No it's not new Steve. Two separate gene defects occured, one affecting
lactonase activity and the other affecting L-gulonolactone oxidase
activity. Not everyone died on those long sea voyages (those that didn't
still synthesized vitamin C). In some populations, the nonsynthesizers have
been completely removed from the gene pool (the Sahara nomads for example).
The lactonase defect prevents any vitamin C synthesis at all. The L-
gulonolactone oxidase defect (which is the last enzymatic step in the
vitamin C synthetic pathway) does allow some vitamin C synthesis because
the substrate (L-gulono-gamma-lactone) will spontaneously decompose to 2-
keto-gulono-gamma-lactone in the presence of oxygen (which the L-
gulonolactone oxidase would have used to complete the same kind of reaction
process). The only difference now is the speed (the enzyme oxidase would of
course done it much faster than the spontaneous oxidation process can).

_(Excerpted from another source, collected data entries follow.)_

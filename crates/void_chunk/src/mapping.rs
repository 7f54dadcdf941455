//! Geometry mappings
//!
//! A geometry mapping places one gridded world (a directory of chunk
//! resources) into a space. Mappings are placed by translation only, so
//! grid-aligned rectangles stay axis aligned in world space.
//!
//! # Settings Format
//!
//! ```toml
//! name = "highlands"
//! path = "spaces/highlands"
//! grid_size = 100.0
//! translation = [0.0, 0.0, 0.0]
//!
//! [bounds]
//! min_x = -10
//! max_x = 9
//! min_z = -10
//! max_z = 9
//! ```

use std::path::Path;

use glam::{Mat4, Vec3};
use serde::{Deserialize, Serialize};

use crate::error::ConfigError;

/// Inclusive range of grid cells a mapping covers
#[derive(Clone, Copy, Debug, PartialEq, Eq, Serialize, Deserialize)]
pub struct GridBounds {
    pub min_x: i32,
    pub max_x: i32,
    pub min_z: i32,
    pub max_z: i32,
}

impl GridBounds {
    /// Create from inclusive cell ranges
    pub const fn new(min_x: i32, max_x: i32, min_z: i32, max_z: i32) -> Self {
        Self {
            min_x,
            max_x,
            min_z,
            max_z,
        }
    }

    /// Check whether a cell lies inside
    pub fn contains(&self, x: i32, z: i32) -> bool {
        x >= self.min_x && x <= self.max_x && z >= self.min_z && z <= self.max_z
    }

    /// Check if min <= max on both axes
    pub fn is_valid(&self) -> bool {
        self.min_x <= self.max_x && self.min_z <= self.max_z
    }

    /// Check every cell has a distinct outside chunk identifier, which
    /// encodes each coordinate in 16 bits
    pub fn is_addressable(&self) -> bool {
        let range = i16::MIN as i32..=i16::MAX as i32;
        [self.min_x, self.max_x, self.min_z, self.max_z]
            .iter()
            .all(|v| range.contains(v))
    }
}

impl Default for GridBounds {
    fn default() -> Self {
        Self::new(-8, 7, -8, 7)
    }
}

/// Settings of a geometry mapping
#[derive(Clone, Debug, PartialEq, Serialize, Deserialize)]
pub struct GeometryMapping {
    /// Display name
    pub name: String,
    /// Resource path prefix for the mapping's chunks
    #[serde(default)]
    pub path: String,
    /// Edge length of a grid cell in metres
    #[serde(default = "default_grid_size")]
    pub grid_size: f32,
    /// Placement of the mapping in the space
    #[serde(default)]
    pub translation: Vec3,
    /// Cells that have outside chunks
    #[serde(default)]
    pub bounds: GridBounds,
}

fn default_grid_size() -> f32 {
    100.0
}

impl Default for GeometryMapping {
    fn default() -> Self {
        Self {
            name: "default".to_string(),
            path: String::new(),
            grid_size: default_grid_size(),
            translation: Vec3::ZERO,
            bounds: GridBounds::default(),
        }
    }
}

impl GeometryMapping {
    /// Create a mapping reading chunks under `path`
    pub fn new(name: impl Into<String>, path: impl Into<String>) -> Self {
        Self {
            name: name.into(),
            path: path.into(),
            ..Default::default()
        }
    }

    /// Set the grid cell size
    pub fn with_grid_size(mut self, grid_size: f32) -> Self {
        self.grid_size = grid_size;
        self
    }

    /// Set the placement
    pub fn with_translation(mut self, translation: Vec3) -> Self {
        self.translation = translation;
        self
    }

    /// Set the covered cells
    pub fn with_bounds(mut self, bounds: GridBounds) -> Self {
        self.bounds = bounds;
        self
    }

    /// Parse settings from TOML
    pub fn from_toml_str(content: &str) -> Result<Self, ConfigError> {
        let mapping: GeometryMapping = toml::from_str(content)?;
        mapping.validate()?;
        Ok(mapping)
    }

    /// Load settings from a TOML file
    pub fn load(path: impl AsRef<Path>) -> Result<Self, ConfigError> {
        let content = std::fs::read_to_string(path)?;
        Self::from_toml_str(&content)
    }

    /// Check the settings are usable
    pub fn validate(&self) -> Result<(), ConfigError> {
        if !(self.grid_size.is_finite() && self.grid_size > 0.0) {
            return Err(ConfigError::Invalid(format!(
                "mapping '{}' has grid size {}",
                self.name, self.grid_size
            )));
        }
        if !self.bounds.is_valid() {
            return Err(ConfigError::Invalid(format!(
                "mapping '{}' has inverted bounds {:?}",
                self.name, self.bounds
            )));
        }
        if !self.bounds.is_addressable() {
            return Err(ConfigError::Invalid(format!(
                "mapping '{}' has bounds {:?} beyond the 16-bit cell range",
                self.name, self.bounds
            )));
        }
        if !self.translation.is_finite() {
            return Err(ConfigError::Invalid(format!(
                "mapping '{}' has a non-finite translation",
                self.name
            )));
        }
        Ok(())
    }

    /// Mapping-to-world transform
    pub fn transform(&self) -> Mat4 {
        Mat4::from_translation(self.translation)
    }

    /// Resource id of a chunk in this mapping
    pub fn resource_id(&self, identifier: &str) -> String {
        let prefix = self.path.trim_end_matches('/');
        if prefix.is_empty() {
            format!("{identifier}.chunk")
        } else {
            format!("{prefix}/{identifier}.chunk")
        }
    }

    /// Transform a world point into mapping space
    pub fn world_to_local(&self, point: Vec3) -> Vec3 {
        point - self.translation
    }

    /// Transform a mapping-space point into world space
    pub fn local_to_world(&self, point: Vec3) -> Vec3 {
        point + self.translation
    }
}

#[cfg(test)]
mod tests {
    use super::*;

    #[test]
    fn test_from_toml() {
        let mapping = GeometryMapping::from_toml_str(
            r#"
            name = "highlands"
            path = "spaces/highlands/"
            grid_size = 50.0
            translation = [1000.0, 0.0, -500.0]

            [bounds]
            min_x = -4
            max_x = 3
            min_z = 0
            max_z = 9
            "#,
        )
        .unwrap();

        assert_eq!(mapping.name, "highlands");
        assert_eq!(mapping.grid_size, 50.0);
        assert_eq!(mapping.bounds, GridBounds::new(-4, 3, 0, 9));
        assert_eq!(mapping.resource_id("00000000o"), "spaces/highlands/00000000o.chunk");
        assert_eq!(mapping.world_to_local(Vec3::new(1000.0, 0.0, -500.0)), Vec3::ZERO);
    }

    #[test]
    fn test_defaults() {
        let mapping = GeometryMapping::from_toml_str(r#"name = "empty""#).unwrap();
        assert_eq!(mapping.grid_size, 100.0);
        assert_eq!(mapping.resource_id("shell"), "shell.chunk");
    }

    #[test]
    fn test_invalid_settings() {
        let bad_grid = GeometryMapping::default().with_grid_size(0.0);
        assert!(matches!(bad_grid.validate(), Err(ConfigError::Invalid(_))));

        let bad_bounds = GeometryMapping::default().with_bounds(GridBounds::new(3, 2, 0, 0));
        assert!(bad_bounds.validate().is_err());

        let too_far = GeometryMapping::default().with_bounds(GridBounds::new(32767, 32768, 0, 0));
        assert!(matches!(too_far.validate(), Err(ConfigError::Invalid(_))));
        let too_far = GeometryMapping::default().with_bounds(GridBounds::new(0, 0, -32769, 0));
        assert!(too_far.validate().is_err());
        let edge = GeometryMapping::default().with_bounds(GridBounds::new(-32768, 32767, -32768, 32767));
        assert!(edge.validate().is_ok());

        assert!(matches!(
            GeometryMapping::from_toml_str("name = 5"),
            Err(ConfigError::Parse(_))
        ));
    }
}
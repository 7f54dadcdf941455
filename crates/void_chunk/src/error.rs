//! Error types for chunks and the chunk space

use thiserror::Error;

use crate::handle::ChunkId;

/// Errors raised while reading chunk resources
#[derive(Debug, Error)]
pub enum ResourceError {
    /// No resource exists under the given id
    #[error("Resource not found: {0}")]
    NotFound(String),

    /// Underlying IO failure
    #[error("IO error reading {path}: {source}")]
    Io {
        path: String,
        #[source]
        source: std::io::Error,
    },
}

/// Chunk and chunk space errors
#[derive(Debug, Error)]
pub enum ChunkError {
    /// Resource access failed
    #[error("Resource error: {0}")]
    Resource(#[from] ResourceError),

    /// Chunk section could not be parsed
    #[error("Failed to parse chunk section: {0}")]
    Parse(#[from] serde_json::Error),

    /// Chunk section parsed but describes an invalid chunk
    #[error("Malformed chunk section '{identifier}': {reason}")]
    MalformedSection { identifier: String, reason: String },

    /// Handle does not refer to a live chunk
    #[error("Unknown chunk: {0:?}")]
    UnknownChunk(ChunkId),

    /// Operation is illegal in the chunk's current state
    #[error("Chunk '{identifier}' cannot {operation}: {reason}")]
    InvalidState {
        identifier: String,
        operation: &'static str,
        reason: &'static str,
    },

    /// Configuration could not be read
    #[error("Config error: {0}")]
    Config(#[from] ConfigError),

    /// Loader threads could not be started
    #[error("Failed to start chunk loader threads: {0}")]
    Spawn(#[source] std::io::Error),
}

/// Configuration loading errors
#[derive(Debug, Error)]
pub enum ConfigError {
    /// IO failure while reading a config file
    #[error("Failed to read config: {0}")]
    Io(#[from] std::io::Error),

    /// TOML parse failure
    #[error("Failed to parse config: {0}")]
    Parse(#[from] toml::de::Error),

    /// Parsed values are inconsistent
    #[error("Invalid config: {0}")]
    Invalid(String),
}

/// Result type for chunk operations
pub type Result<T> = std::result::Result<T, ChunkError>;

/// Checks a contract that callers must uphold.
///
/// A violation is logged, is fatal in debug builds, and evaluates to `false`
/// so release builds can carry on best-effort.
#[macro_export]
macro_rules! contract {
    ($cond:expr, $($arg:tt)+) => {{
        let held: bool = $cond;
        if !held {
            log::error!($($arg)+);
            debug_assert!(held, $($arg)+);
        }
        held
    }};
}
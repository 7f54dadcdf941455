//! Persisted chunk sections
//!
//! A chunk resource is a JSON document describing the chunk's bounds,
//! boundary planes with their portals, its items, and (for outside chunks)
//! the interior chunks that overlap it. Parsing into [`ChunkContents`] is
//! pure and may run on a worker thread; nothing here touches a live chunk.

use glam::{Mat4, Vec3};
use serde::de::DeserializeOwned;
use serde::{Deserialize, Serialize};

use crate::boundary::{ChunkBoundary, Portal, PortalLink};
use crate::error::{ChunkError, Result};
use crate::item::{ChunkItemPtr, ItemFactories, ItemLoadContext};
use crate::math::{BoundingBox, Plane};

/// Identifier of the outside chunk at a grid cell
pub fn outside_chunk_identifier(x: i32, z: i32) -> String {
    format!("{:04x}{:04x}o", x as i16 as u16, z as i16 as u16)
}

/// Check whether an identifier names an outside chunk
pub fn is_outside_identifier(identifier: &str) -> bool {
    identifier.ends_with('o')
}

/// Grid cell encoded in an outside chunk identifier
pub fn parse_outside_identifier(identifier: &str) -> Option<(i32, i32)> {
    if identifier.len() != 9 || !is_outside_identifier(identifier) {
        return None;
    }
    let x = u16::from_str_radix(identifier.get(0..4)?, 16).ok()?;
    let z = u16::from_str_radix(identifier.get(4..8)?, 16).ok()?;
    Some((x as i16 as i32, z as i16 as i32))
}

/// A persisted chunk
#[derive(Clone, Debug, Serialize, Deserialize)]
pub struct ChunkSection {
    #[serde(default)]
    pub label: String,
    /// Chunk-to-mapping transform of an interior chunk, column major
    #[serde(default, skip_serializing_if = "Option::is_none")]
    pub transform: Option<[f32; 16]>,
    /// Local-space bounds
    pub bounding_box: BoundingBox,
    #[serde(default)]
    pub boundaries: Vec<BoundarySection>,
    #[serde(default)]
    pub items: Vec<ItemSection>,
    /// Interior chunks overlapping this outside chunk
    #[serde(default)]
    pub overlappers: Vec<OverlapperSection>,
}

/// A persisted boundary plane
#[derive(Clone, Debug, Serialize, Deserialize)]
pub struct BoundarySection {
    pub normal: Vec3,
    pub d: f32,
    #[serde(default)]
    pub portals: Vec<PortalSection>,
}

/// A persisted portal
#[derive(Clone, Debug, Serialize, Deserialize)]
pub struct PortalSection {
    /// Target chunk identifier or a sentinel name
    pub chunk: String,
    #[serde(default)]
    pub points: Vec<Vec3>,
    #[serde(default)]
    pub internal: bool,
    #[serde(default)]
    pub label: String,
}

/// A persisted item; everything but `kind` is left to the item's factory
#[derive(Clone, Debug, Serialize, Deserialize)]
pub struct ItemSection {
    pub kind: String,
    #[serde(flatten)]
    pub properties: serde_json::Map<String, serde_json::Value>,
}

impl ItemSection {
    /// Deserialize the item's properties
    pub fn parse<T: DeserializeOwned>(&self) -> serde_json::Result<T> {
        serde_json::from_value(serde_json::Value::Object(self.properties.clone()))
    }
}

/// A persisted overlapper record
#[derive(Clone, Debug, PartialEq, Serialize, Deserialize)]
pub struct OverlapperSection {
    /// Identifier of the interior chunk
    pub chunk: String,
    /// Bounds of the interior chunk in mapping space
    pub bounds: BoundingBox,
}

impl ChunkSection {
    /// Parse a section from JSON bytes
    pub fn from_slice(bytes: &[u8]) -> Result<Self> {
        Ok(serde_json::from_slice(bytes)?)
    }

    /// Serialize to JSON bytes
    pub fn to_vec(&self) -> Result<Vec<u8>> {
        Ok(serde_json::to_vec_pretty(self)?)
    }

    /// A box-shaped chunk with six portal-less boundaries
    pub fn from_box(bounding_box: BoundingBox) -> Self {
        let (min, max) = (bounding_box.min, bounding_box.max);
        let planes = [
            (Vec3::X, min.x),
            (Vec3::NEG_X, -max.x),
            (Vec3::Y, min.y),
            (Vec3::NEG_Y, -max.y),
            (Vec3::Z, min.z),
            (Vec3::NEG_Z, -max.z),
        ];
        Self {
            label: String::new(),
            transform: None,
            bounding_box,
            boundaries: planes
                .iter()
                .map(|&(normal, d)| BoundarySection {
                    normal,
                    d,
                    portals: Vec::new(),
                })
                .collect(),
            items: Vec::new(),
            overlappers: Vec::new(),
        }
    }

    /// The plain outside chunk of a grid cell: four sides opening onto the
    /// neighbouring cells, earth below and heaven above
    pub fn default_outside(x: i32, z: i32, grid_size: f32, min_y: f32, max_y: f32) -> Self {
        let mut section = Self::from_box(BoundingBox::new(
            Vec3::new(0.0, min_y, 0.0),
            Vec3::new(grid_size, max_y, grid_size),
        ));
        let g = grid_size;
        let side = |a: Vec3, b: Vec3, c: Vec3, d: Vec3, chunk: String| PortalSection {
            chunk,
            points: vec![a, b, c, d],
            internal: false,
            label: String::new(),
        };

        let lo = min_y;
        let hi = max_y;
        let portals = [
            side(
                Vec3::new(0.0, lo, 0.0),
                Vec3::new(0.0, hi, 0.0),
                Vec3::new(0.0, hi, g),
                Vec3::new(0.0, lo, g),
                outside_chunk_identifier(x - 1, z),
            ),
            side(
                Vec3::new(g, lo, 0.0),
                Vec3::new(g, hi, 0.0),
                Vec3::new(g, hi, g),
                Vec3::new(g, lo, g),
                outside_chunk_identifier(x + 1, z),
            ),
            side(
                Vec3::new(0.0, lo, 0.0),
                Vec3::new(g, lo, 0.0),
                Vec3::new(g, lo, g),
                Vec3::new(0.0, lo, g),
                "earth".to_string(),
            ),
            side(
                Vec3::new(0.0, hi, 0.0),
                Vec3::new(g, hi, 0.0),
                Vec3::new(g, hi, g),
                Vec3::new(0.0, hi, g),
                "heaven".to_string(),
            ),
            side(
                Vec3::new(0.0, lo, 0.0),
                Vec3::new(g, lo, 0.0),
                Vec3::new(g, hi, 0.0),
                Vec3::new(0.0, hi, 0.0),
                outside_chunk_identifier(x, z - 1),
            ),
            side(
                Vec3::new(0.0, lo, g),
                Vec3::new(g, lo, g),
                Vec3::new(g, hi, g),
                Vec3::new(0.0, hi, g),
                outside_chunk_identifier(x, z + 1),
            ),
        ];
        for (boundary, portal) in section.boundaries.iter_mut().zip(portals) {
            boundary.portals.push(portal);
        }
        section
    }

    /// Add an item section
    pub fn with_item(mut self, item: ItemSection) -> Self {
        self.items.push(item);
        self
    }

    /// Add an overlapper record
    pub fn with_overlapper(mut self, chunk: impl Into<String>, bounds: BoundingBox) -> Self {
        self.overlappers.push(OverlapperSection {
            chunk: chunk.into(),
            bounds,
        });
        self
    }

    /// Add a portal to the boundary whose plane matches `normal`
    pub fn with_portal(mut self, normal: Vec3, portal: PortalSection) -> Self {
        if let Some(boundary) = self
            .boundaries
            .iter_mut()
            .find(|b| b.normal.abs_diff_eq(normal, 1e-4))
        {
            boundary.portals.push(portal);
        }
        self
    }
}

/// Everything a load produces, ready to be applied to a chunk on the main thread
#[derive(Clone, Debug)]
pub struct ChunkContents {
    pub label: String,
    /// Chunk-to-world transform
    pub transform: Mat4,
    /// Local-space bounds
    pub local_bounding_box: BoundingBox,
    /// World-space bounds
    pub bounding_box: BoundingBox,
    pub boundaries: Vec<ChunkBoundary>,
    pub items: Vec<ChunkItemPtr>,
    /// Overlapper records with bounds in world space
    pub overlappers: Vec<OverlapperSection>,
}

The final step, conversion of 2-keto-gulono-gamma-lactone to L-ascorbic
acid is a spontaneous nonenzymatic conversion process. From reading the
literature the best estimate I have of vitamin C formation in humans that
can still form it is 15-20mg per day in a nonstressed state (no active
infection) with higher amounts possible during infection but I have never
been able to get what the maximum formation could (can) be during severe
stress.
Textbooks are correct in stating that there is no enzymatic synthesis of
vitamin C in humans. Any formation (and it's going to be very small in
comparison to what could have been formed without a defective gene) that
still occurs in humans is all spontaneous nonenzymatic formation. But that
process is enough to prevent scurvy (which only needs 15 mg per day).
If you really start digging into the area of nutrition, you will find many
bits and pieces of information that don't find their way into textbooks.